Chronique

Pierre Bensusan

Encore

Pierre Bensusan (g, voc) ; invité sur deux titres : Jordan Rudess (kbd)

Label / Distribution : DADGAD Music

Trac, acoustiques à dompter, réaction du public… la musique sera-t-elle là ce soir ? Éternelle interrogation du soliste, toujours sur la corde raide, essayant d’explorer des pistes insoupçonnées, en interaction avec les auditeurs. Le guitariste Pierre Bensusan a eu maintes fois l’occasion de se poser cette question avant d’entrer en scène,lors des quelque trois mille concerts qu’il a donnés en quarante ans de carrière.

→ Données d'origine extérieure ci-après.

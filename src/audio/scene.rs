//! Scenes: the full set of nodes sounding for one step.
//!
//! Every scene is the two-tone drone plus the layer for its label. Scenes are
//! built away from the audio callback (the noise layer allocates a two second
//! buffer) and handed to the engine whole.

use rand::Rng;

use super::envelope::GainEnvelope;
use super::filter::{LowPass, DEFAULT_Q};
use super::frame::StereoFrame;
use super::oscillator::{Oscillator, Waveform};
use super::sample_buffer::{LoopPlayer, SampleBuffer};
use super::voice::{Source, Voice};
use crate::audio_api::SoundLabel;

/// (frequency Hz, gain) of the two drone tones.
pub const DRONE: [(f32, f32); 2] = [(110.0, 0.05), (165.0, 0.03)];

const SPARKLE_COUNT: u64 = 5;
const SPARKLE_SPACING: f32 = 0.2; // seconds between sparkle onsets
const SPARKLE_LENGTH: f32 = 0.3;
const SPARKLE_GAIN: f32 = 0.1;
const SPARKLE_FLOOR: f32 = 0.001;
const SPARKLE_LOW_HZ: f32 = 2000.0;
const SPARKLE_HIGH_HZ: f32 = 3000.0;

const NOISE_SECONDS: f32 = 2.0;
const NOISE_CUTOFF_HZ: f32 = 800.0;
const NOISE_GAIN: f32 = 0.08;

const BUTTER_HZ: f32 = 150.0;
const BUTTER_GAIN: f32 = 0.06;
const BUTTER_SETTLE: f32 = 0.03;
const BUTTER_RAMP: f32 = 2.0; // seconds

pub struct Scene {
    label: SoundLabel,
    voices: Vec<Voice>,
    clock: u64, // samples rendered since the scene started
}

impl Scene {
    pub fn build<R: Rng>(label: SoundLabel, sample_rate: u32, rng: &mut R) -> Self {
        let sr = sample_rate as f32;
        let seconds = |s: f32| (s * sr).round() as u64;

        let mut voices: Vec<Voice> = DRONE
            .iter()
            .map(|&(freq, gain)| {
                Voice::new(
                    Source::Tone(Oscillator::new(Waveform::Sine, freq, sr)),
                    GainEnvelope::constant(gain),
                )
            })
            .collect();

        match label {
            SoundLabel::Sprinkle => {
                for i in 0..SPARKLE_COUNT {
                    let freq = rng.gen_range(SPARKLE_LOW_HZ..SPARKLE_HIGH_HZ);
                    let length = seconds(SPARKLE_LENGTH);
                    voices.push(
                        Voice::new(
                            Source::Tone(Oscillator::new(Waveform::Sine, freq, sr)),
                            GainEnvelope::exponential(SPARKLE_GAIN, SPARKLE_FLOOR, length),
                        )
                        .scheduled(i * seconds(SPARKLE_SPACING), length),
                    );
                }
            }
            SoundLabel::Sizzle | SoundLabel::Crisp => {
                let buffer = SampleBuffer::brown_noise(seconds(NOISE_SECONDS) as usize, rng);
                voices.push(
                    Voice::new(
                        Source::Noise(LoopPlayer::new(buffer)),
                        GainEnvelope::constant(NOISE_GAIN),
                    )
                    .with_filter(LowPass::new(NOISE_CUTOFF_HZ, DEFAULT_Q, sr)),
                );
            }
            SoundLabel::Butter => {
                voices.push(Voice::new(
                    Source::Tone(Oscillator::new(Waveform::Triangle, BUTTER_HZ, sr)),
                    GainEnvelope::exponential(BUTTER_GAIN, BUTTER_SETTLE, seconds(BUTTER_RAMP)),
                ));
            }
            SoundLabel::Ambient | SoundLabel::Complete => {}
        }

        Self {
            label,
            voices,
            clock: 0,
        }
    }

    pub fn label(&self) -> SoundLabel {
        self.label
    }

    /// Nodes still scheduled or sounding.
    pub fn live_nodes(&self) -> usize {
        self.voices.iter().filter(|v| !v.is_stopped()).count()
    }

    #[cfg(test)]
    pub fn node_ids(&self) -> Vec<super::node_id::NodeId> {
        self.voices.iter().filter(|v| !v.is_stopped()).map(|v| v.id).collect()
    }

    #[cfg(test)]
    pub fn voices(&self) -> &[Voice] {
        &self.voices
    }

    pub fn render_into(&mut self, out: &mut [StereoFrame]) {
        for voice in &mut self.voices {
            voice.render_into(self.clock, out);
        }
        self.clock += out.len() as u64;
        // self-stopping nodes are released as soon as they end
        self.voices.retain(|v| !v.is_stopped());
    }

    /// Stop every node, returning how many were live. The voices (and their
    /// buffers) are kept until the scene itself is dropped.
    pub fn stop_all(&mut self) -> usize {
        let released = self.live_nodes();
        for voice in &mut self.voices {
            voice.stop();
        }
        released
    }
}
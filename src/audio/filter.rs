// Second-order low-pass (RBJ cookbook coefficients, transposed direct form II).
// Only the noise layer is filtered, so this is the one shape we need.

use std::f32::consts::PI;

// A browser biquad's default Q of 1 is in dB: 10^(1/20) linear, a touch
// of resonance at the cutoff
pub const DEFAULT_Q: f32 = 1.122_018_5;

#[derive(Clone, Debug)]
pub struct LowPass {
    b0: f32,
    b1: f32,
    b2: f32,
    a1: f32,
    a2: f32,
    z1: f32,
    z2: f32,
}

impl LowPass {
    pub fn new(cutoff: f32, q: f32, sample_rate: f32) -> Self {
        let cutoff = cutoff.clamp(10.0, sample_rate * 0.49);
        let w0 = 2.0 * PI * cutoff / sample_rate;
        let alpha = w0.sin() / (2.0 * q.max(0.01));
        let cos_w0 = w0.cos();

        let a0 = 1.0 + alpha;
        let b1 = (1.0 - cos_w0) / a0;
        Self {
            b0: b1 * 0.5,
            b1,
            b2: b1 * 0.5,
            a1: (-2.0 * cos_w0) / a0,
            a2: (1.0 - alpha) / a0,
            z1: 0.0,
            z2: 0.0,
        }
    }

    #[inline]
    pub fn process(&mut self, x: f32) -> f32 {
        let y = self.b0 * x + self.z1;
        self.z1 = self.b1 * x - self.a1 * y + self.z2;
        self.z2 = self.b2 * x - self.a2 * y;
        y
    }
}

Avec un tel bilan, il est naturel de la part de l’artiste de vouloir un jour offrir la face la plus représentative de son travail. Car si le studio procure la sécurité, le confort, l’intimité avec soi-même, la possibilité de remettre ad libitum l’ouvrage sur le métier jusqu’à ce que la matière enregistrée soit à l’image de la composition telle qu’elle a été imaginée, il en va autrement « sur la route ». Or, Bensusan a publié neuf albums studio, ce qui est finalement peu pour une si longue carrière, l’essentiel de son activité consiste bien à arpenter inlassablement – et essentiellement en solo - les cinq continents.

Pour fêter ces quatre décennies, voici Encore, un triple album live représentatif de ces années autour du monde. Le guitariste a déjà publié deux live, un en solo au Freight & Salvage à Berkeley en 1995, l’autre en duo au New Morning avec Didier Malherbe en 1997. Mais ce triple album, quantitativement plus ambitieux, révèle son univers musical et ses orientations des quinze dernières années. Les influences celtes initiales figurent en bonne place sur le second disque, qui débute par quelques morceaux issus d’un concert au festival folk d’Eppalinges (Suisse, 1975). Il tenait alors la mandoline au sein du groupe bluegrass du banjoïste Bill Keith, mais jouait également quelques morceaux en solo à la guitare, essentiellement des traditionnels arrangés par ses soins. Ce même second disque se termine sur un medley celtique (2001), tour de force de plus de dix-huit minutes durant lequel Bensusan enchaîne en continu une bonne partie de son répertoire dans ce style. Ce saut dans le temps révèle l’étendue du langage guitaristique assimilé sur la période : impressionnante maîtrise du contrepoint et plus généralement de la polyphonie, et, d’un point de vue purement technique, appogiatures, harmoniques artificielles, utilisation poussée du legato et de l’effet de harpe (enchaînement de notes contiguës sur des cordes différentes) pour bénéficier au maximum du sustain naturel offert par l’accordage ouvert DADGAD. Le vibrato – des cordes comme de l’instrument lui-même – est aussi largement mis en valeur afin de remplir l’espace.

Au-delà du monde celtique, cette technique instrumentale est mise au service de compositions inclassables, parfois mélancoliques, très visuelles, mêlant des courants musicaux du monde entier, parfois au sein d’un même morceau. Bensusan évolue avec une aisance stupéfiante dans les ballades instrumentales (« Chant de nuit », « Dadgad café / Hymn 11 », « So Long Michael ») ou chantées (« Pas sage », « Demain dès l’aube ») comme dans les morceaux nettement plus enlevés (« Bourrée Voltige », « Kadourimdou », « Agadiramadan »).

Pour les connaisseurs, Encore permet de cerner les nuances d’interprétation entre les versions studio, très écrites, et les variations issues de l’instantanéité et de la spontanéité de la scène. Chez Bensusan, les morceaux vivent avec le temps, comme le bon vin - ni complètement différents, ni tout à fait les mêmes. Aux autres, ces trois disques donneront envie de tenter par eux-mêmes l’expérience, d’aller l’écouter en concert. Et vu l’agenda habituel de ce globe trotter, les occasions seront légion.